How can the circular function $\tan(\theta)$ be both a length and a ratio of lengths?

Question

The circular function $\tan(\theta)$ is defined as $\tan (\theta)=\frac{\sin (\theta)}{\cos (\theta)}$. If we look at this in the context of the Unit Circle:

From this picture it can be seen that $\tan(\theta)$ is the $y$-coordinate of the $Q(1,y_1)$, the point on the terminal side of $\theta$ that lies on the vertical line $x=1$. So like $\sin(\theta)$ and $\cos(\theta)$ it signifies a length on the Unit Circle.

My question is: How can $\tan(\theta)$ be a length if it is a ratio of two lengths? The ratio of two lengths is dimensionless, so how does $\tan(\theta)$ signify a length?

EDIT: I guess this goes for $\sin(\theta)$ and $\cos(\theta)$ as well; as they are ratios of two lengths.

EDIT 2: mislabeled sine and cosine on the unit circle

Answer 1

$\sin \theta$ and $\cos\theta$ are themselves dimensionless (since they're ratios of length) but their value represent the magnitude of a length in the unit circle.

Answer 2

Note that all quantities involved: $\theta$, $\cos\theta$, $\sin\theta$, and $\tan\theta$ are just real numbers. They appear as lengths only after you draw a picture: Length of a certain arc on the unit circle (whatever that means), lengths of certain segments in the plane.

It is the introduction of a coordinate system that make this possible: Marking the points $0$ and $1$ on each of the axes allows to interpret not only real numbers $x$, but also expressions like $x^2$, $x^3$, $e^x$, etc. for given $x\in{\mathbb R}$ as lengths. The ancient Greeks could view quantities like $a\cdot b$ or $x^2$ only as pieces of area.

Answer 3

$\tan\theta$ is the vertical offset of the point relative to its horizontal offset (from the origin). In this respect, one can only considered $\tan\theta$ as a length if the horizontal offset is equal to 1 (which is in fact the case with the Unit Circle).

Answer 4

Both $\sin \theta$ and $\cos \theta$ as well as $\tan \theta$ are ratios of lengths and do not specify lengths in themselves. In your diagram, you have interchanged the places where $\sin \theta$ and $\cos \theta$ are written.
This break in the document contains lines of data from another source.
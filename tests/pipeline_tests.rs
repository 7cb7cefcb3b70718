//! End-to-end pipeline tests against a mocked upstream API.
//!
//! Exercises the full fetch, normalize, score, and persist path with a
//! file-backed database, including restarts against an existing database
//! and persisted model.

use std::path::Path;
use std::time::Duration;

use serde_json::json;
use wiremock::matchers::{method, path, query_param};
use wiremock::{Mock, MockServer, ResponseTemplate};

use skywatch::{Config, FlightStore, Pipeline, RegionFetcher, RiskScorer};

fn test_config(server_url: &str, dir: &Path) -> Config {
    let mut config = Config::default();
    config.api.base_url = server_url.to_string();
    config.region.min_latitude = 41.5;
    config.region.max_latitude = 51.5;
    config.storage.database_path = Some(dir.join("flights.db"));
    config.storage.model_path = Some(dir.join("models/delay_model.json"));
    config.storage.scaler_path = Some(dir.join("models/delay_scaler.json"));
    config
}

fn build_pipeline(config: &Config) -> Pipeline {
    let fetcher = RegionFetcher::new(config)
        .unwrap()
        .with_min_request_interval(Duration::ZERO);
    let scorer = RiskScorer::open(config).unwrap();
    let store = FlightStore::open(config.database_path()).unwrap();
    Pipeline::from_parts(fetcher, scorer, store)
}

fn states_body(states: serde_json::Value) -> serde_json::Value {
    json!({ "time": 1_700_000_000, "states": states })
}

#[tokio::test]
async fn test_end_to_end_cycle_persists_flights_and_predictions() {
    let server = MockServer::start().await;
    Mock::given(method("GET"))
        .and(path("/states/all"))
        .and(query_param("lamin", "41.5"))
        .and(query_param("lamax", "51.5"))
        .respond_with(ResponseTemplate::new(200).set_body_json(states_body(json!([
            // Complete row.
            ["abc123", "UAL123  ", "United States", null, 1_700_000_000,
             -0.5, 45.0, 10_000.0, false, 250.0, 90.0],
            // Null position, must be dropped.
            ["dead00", "GHOST1", "Nowhere", null, 1_700_000_000,
             null, null, 9_000.0, false, 240.0, 10.0],
            // Slow and low, should score as likely delayed.
            ["def456", "AFR777 ", "France", null, 1_700_000_000,
             2.5, 48.0, 6_000.0, false, 150.0, 180.0],
        ]))))
        .mount(&server)
        .await;

    let dir = tempfile::tempdir().unwrap();
    let config = test_config(&server.uri(), dir.path());
    let mut pipeline = build_pipeline(&config);

    let summary = pipeline.run_cycle().await.unwrap();
    assert_eq!(summary.fetched, 2);
    assert_eq!(summary.stored, 2);
    assert_eq!(summary.scored, 2);
    assert!((0.0..=1.0).contains(&summary.mean_probability));

    // Model files persisted next to each other.
    assert!(config.model_path().exists());
    assert!(config.scaler_path().exists());

    // Reopen the database independently and check what landed.
    let store = FlightStore::open(config.database_path()).unwrap();
    let flights = store.recent(10).unwrap();
    assert_eq!(flights.len(), 2);
    assert!(flights.iter().all(|f| f.icao24 != "dead00"));

    let ual = flights.iter().find(|f| f.icao24 == "abc123").unwrap();
    assert_eq!(ual.callsign.as_deref(), Some("UAL123"));
    assert!((ual.altitude - 10_000.0).abs() < f64::EPSILON);

    let stats = store.stats().unwrap();
    assert_eq!(stats.total_predictions, 2);
}

#[tokio::test]
async fn test_restart_reuses_database_and_model() {
    let server = MockServer::start().await;
    Mock::given(method("GET"))
        .and(path("/states/all"))
        .respond_with(ResponseTemplate::new(200).set_body_json(states_body(json!([
            ["abc123", "UAL123", "United States", null, 1_700_000_000,
             -0.5, 45.0, 10_000.0, false, 250.0, 90.0],
        ]))))
        .mount(&server)
        .await;

    let dir = tempfile::tempdir().unwrap();
    let config = test_config(&server.uri(), dir.path());

    {
        let mut pipeline = build_pipeline(&config);
        pipeline.run_cycle().await.unwrap();
    }
    let model_bytes = std::fs::read(config.model_path()).unwrap();

    // Second process start: loads the model instead of training.
    let mut pipeline = build_pipeline(&config);
    pipeline.run_cycle().await.unwrap();

    assert_eq!(std::fs::read(config.model_path()).unwrap(), model_bytes);
    assert_eq!(pipeline.store().count().unwrap(), 2);
}

#[tokio::test]
async fn test_upstream_outage_then_recovery() {
    let server = MockServer::start().await;
    Mock::given(method("GET"))
        .and(path("/states/all"))
        .respond_with(ResponseTemplate::new(429))
        .up_to_n_times(1)
        .mount(&server)
        .await;
    Mock::given(method("GET"))
        .and(path("/states/all"))
        .respond_with(ResponseTemplate::new(200).set_body_json(states_body(json!([
            ["abc123", "UAL123", "United States", null, 1_700_000_000,
             -0.5, 45.0, 10_000.0, false, 250.0, 90.0],
        ]))))
        .mount(&server)
        .await;

    let dir = tempfile::tempdir().unwrap();
    let config = test_config(&server.uri(), dir.path());
    let mut pipeline = build_pipeline(&config);

    // Rate-limited cycle completes empty instead of failing.
    let first = pipeline.run_cycle().await.unwrap();
    assert_eq!(first.fetched, 0);
    assert_eq!(pipeline.store().count().unwrap(), 0);

    // Next cycle proceeds normally.
    let second = pipeline.run_cycle().await.unwrap();
    assert_eq!(second.stored, 1);
    assert_eq!(pipeline.store().count().unwrap(), 1);
}

#[tokio::test]
async fn test_empty_region_cycle() {
    let server = MockServer::start().await;
    Mock::given(method("GET"))
        .and(path("/states/all"))
        .respond_with(ResponseTemplate::new(200).set_body_json(states_body(json!(null))))
        .mount(&server)
        .await;

    let dir = tempfile::tempdir().unwrap();
    let config = test_config(&server.uri(), dir.path());
    let mut pipeline = build_pipeline(&config);

    let summary = pipeline.run_cycle().await.unwrap();
    assert_eq!(summary.fetched, 0);
    assert!((summary.mean_probability - 0.0).abs() < f64::EPSILON);
}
You are able to write the lengths of the base and height of the right triangle as $\cos \theta$ and $\sin \theta$ only because the length of the hypotenuse is taken to be $1$. Hence, don't confuse the ratios in general with the length.

Answer 5

All trigonometric functions like $sin\theta ,cos\theta ,tan\theta$ are dimensionless just like $\theta$.They are defined as lengths on the unit circle just the way 1 N(newton) is defined as force on 1 kg object moving at 1 m/s^2

Answer 6

I personally prefer this rendering of the trig segments:

(My avatar ---the logo of my company--- is based on it, and it's the inspiration for my iPhone app, Trigger. My attachment to this figure is significant ... but I digress ...)

I look at this picture as definitional. To me, $\tan\theta$ is defined as the length of a segment that's tangent to the unit circle. (So, the name makes sense!) The ratio that most textbooks give as a(n entirely-unmotivated) definition is actually a theorem. It expresses a proportion based on the similarity of the $\tan\theta$-$1$-$\sec\theta$ and the $\sin\theta$-$\cos\theta$-$1$ right triangles in the figure:

$$\frac{\tan\theta}{1} = \frac{\sin\theta}{\cos\theta}$$

Likewise, similarity with other triangles gives these proportions $$\frac{\tan\theta}{1} = \frac{1}{\cot\theta} \qquad\text{and}\qquad \frac{\tan\theta}{1} = \frac{\sec\theta}{\csc\theta}$$ but I think I'm digressing again. :)

In any case, we resolve the length-vs-ratio-of-lengths conflict by realizing that

Ratio $\tan\theta$ represents length $\tan\theta$, over length $1$.

Conversely, length $\tan\theta$ represents length $1$, scaled by ratio $\tan\theta$.

The same goes for $\sin\theta$, $\cos\theta$, and the rest. They're lengths, and they're ratios-of-lengths.

In practice, you'll rarely think of trig values as lengths, just as you rarely think of the product $xy$ in some formula as the area of an $x$-by-$y$ rectangle. Nevertheless, the duality can be instructive; seeing the trig functions as lengths in the figure above explains a great deal about their properties and relations.

I'll end with a pointer to this answer of mine which describes how the power series for sine and cosine, and for tangent and secant, have geometric interpretations. Not only are the trig values presented at lengths, so is $\theta$ ---naturally, the length of a circular arc--- as well as each power of $\theta$, despite all of these things ostensibly being "dimensionless".